Pertanianku – Produk berbahan baku jati memiliki pangsa pasar yang luas, baik dalam maupun luar negeri, karena jati termasuk kayu berkualitas tinggi. Berdasarkan data dari Asosiasi Mebel Indonesia (2008), permintaan kayu jati di Indonesia mencapai 7.000.000 m3 per tahun, tetapi hanya sebesar 700.000 m3 saja yang dapat dipenuhi. Dengan kata lain, masih terjadi kekurangan penawaran sekitar 90%. Walaupun permintaan dalam negeri masih belum bisa terpenuhi semua, kayu jati Indonesia juga ikut mengisi pasar dunia. Beberapa negara yang mengimpor kayu jati dari Indonesia seperti Amerika, Taiwan, Hongkong, Korea, Uni Emirat Arab, dan Itali. Adapun volume dan nilai ekspor pada tahun 1998 hingga tahun 2004 terus mengalami peningkatan seperti yang digambarkan dalam grafik volume dan nilai ekspor kayu jati.

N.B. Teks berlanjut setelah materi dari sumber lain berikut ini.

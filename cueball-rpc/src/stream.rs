// Copyright 2020 Joyent, Inc.

use std::pin::Pin;
use std::task::{Context, Poll};

use futures::stream::{Stream, StreamExt};
use serde_json::Value;
use slog::debug;

use crate::client::Client;
use crate::connection::{Connection, ResponseStream};
use crate::context::RequestContext;
use crate::error::Error;

/// One notification from a streamed RPC.
#[derive(Debug)]
pub enum RpcEvent {
    /// A response message.
    Data(Value),
    /// The RPC finished successfully. No further events follow.
    End,
    /// The RPC failed. No further events follow.
    Error(Error),
}

impl RpcEvent {
    pub fn is_terminal(&self) -> bool {
        match self {
            RpcEvent::Data(_) => false,
            RpcEvent::End | RpcEvent::Error(_) => true,
        }
    }
}

/// The response messages of an RPC issued with
/// [`Client::rpc_stream`](../client/struct.Client.html#method.rpc_stream).
///
/// The stream yields any number of `Data` events followed by exactly one
/// `End` or `Error`, after which it is exhausted. The request context is
/// released before the terminal event is handed out. Dropping the stream
/// early also releases the context.
pub struct RpcStream<C: Connection> {
    client: Client<C>,
    method: String,
    ctx: Option<RequestContext<C>>,
    responses: Option<ResponseStream>,
    failure: Option<Error>,
    done: bool,
}

impl<C> RpcStream<C>
where
    C: Connection,
{
    pub(crate) fn new(
        client: Client<C>,
        method: &str,
        ctx: RequestContext<C>,
        responses: ResponseStream,
    ) -> Self {
        RpcStream {
            client,
            method: method.to_string(),
            ctx: Some(ctx),
            responses: Some(responses),
            failure: None,
            done: false,
        }
    }

    // A stream for a request that could not be allocated a connection.
    pub(crate) fn failed(client: Client<C>, method: &str, err: Error) -> Self {
        RpcStream {
            client,
            method: method.to_string(),
            ctx: None,
            responses: None,
            failure: Some(err),
            done: false,
        }
    }

    pub fn method(&self) -> &str {
        &self.method
    }

    /// The context the request is running under, until the request ends.
    pub fn context(&self) -> Option<&RequestContext<C>> {
        self.ctx.as_ref()
    }

    fn finish(&mut self, error: Option<&Error>) {
        self.done = true;
        self.responses = None;
        if let Some(mut ctx) = self.ctx.take() {
            self.client.observe(&self.method, &ctx, error);
            self.client.ctx_release(&mut ctx);
        }
    }
}

impl<C> Stream for RpcStream<C>
where
    C: Connection,
{
    type Item = RpcEvent;

    fn poll_next(
        self: Pin<&mut Self>,
        cx: &mut Context<'_>,
    ) -> Poll<Option<RpcEvent>> {
        let this = self.get_mut();
        if this.done {
            return Poll::Ready(None);
        }

        if let Some(err) = this.failure.take() {
            this.done = true;
            return Poll::Ready(Some(RpcEvent::Error(err)));
        }

        let responses = match this.responses.as_mut() {
            Some(responses) => responses,
            None => {
                this.done = true;
                return Poll::Ready(None);
            }
        };

        match responses.poll_next_unpin(cx) {
            Poll::Pending => Poll::Pending,
            Poll::Ready(Some(Ok(message))) => {
                Poll::Ready(Some(RpcEvent::Data(message)))
            }
            Poll::Ready(Some(Err(err))) => {
                let err = this.client.transport_error(err);
                this.finish(Some(&err));
                Poll::Ready(Some(RpcEvent::Error(err)))
            }
            Poll::Ready(None) => {
                this.finish(None);
                Poll::Ready(Some(RpcEvent::End))
            }
        }
    }
}

impl<C> Drop for RpcStream<C>
where
    C: Connection,
{
    fn drop(&mut self) {
        if let Some(mut ctx) = self.ctx.take() {
            debug!(ctx.log(), "response stream dropped before completion");
            self.responses = None;
            self.client.ctx_release(&mut ctx);
        }
    }
}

Dengan kebutuhan yang belum terpenuhi dan didukung dengan nilai jual yang tinggi, usaha penanaman jati mempunyai prospek yang bagus. Data publikasi dari FAO PBB menyebutkan bahwa patokan harga gelondong kayu jati dunia pada tahun 2008 berkisar USD 1.400—3.000/m3 atau setara dengan Rp12—27 juta/m3. Jika dibandingkan dengan harga kayu kelas satu lainnya yang Rp2,5 juta/ m3 maka jelas harga jati lebih menguntungkan.
Meskipun harganya sangat menggiurkan, tetapi usaha budi daya jati membutuhkan investasi yang tinggi juga sampai tanaman berproduksi (sekitar 10—15 tahun untuk tanaman yang berasal dari bibit kultur jaringan). Salah satu cara untuk memberikan tambahan pendapatan adalah dengan menerapkan pola tanam tumpang sari tanaman jati. Beberapa jenis tanaman yang dapat ditumpangsarikan seperti kacang-kacangan, lada, dan nilam. Dari hasil tanaman tumpang sari tersebut, dapat digunakan untuk menutup biaya produksi.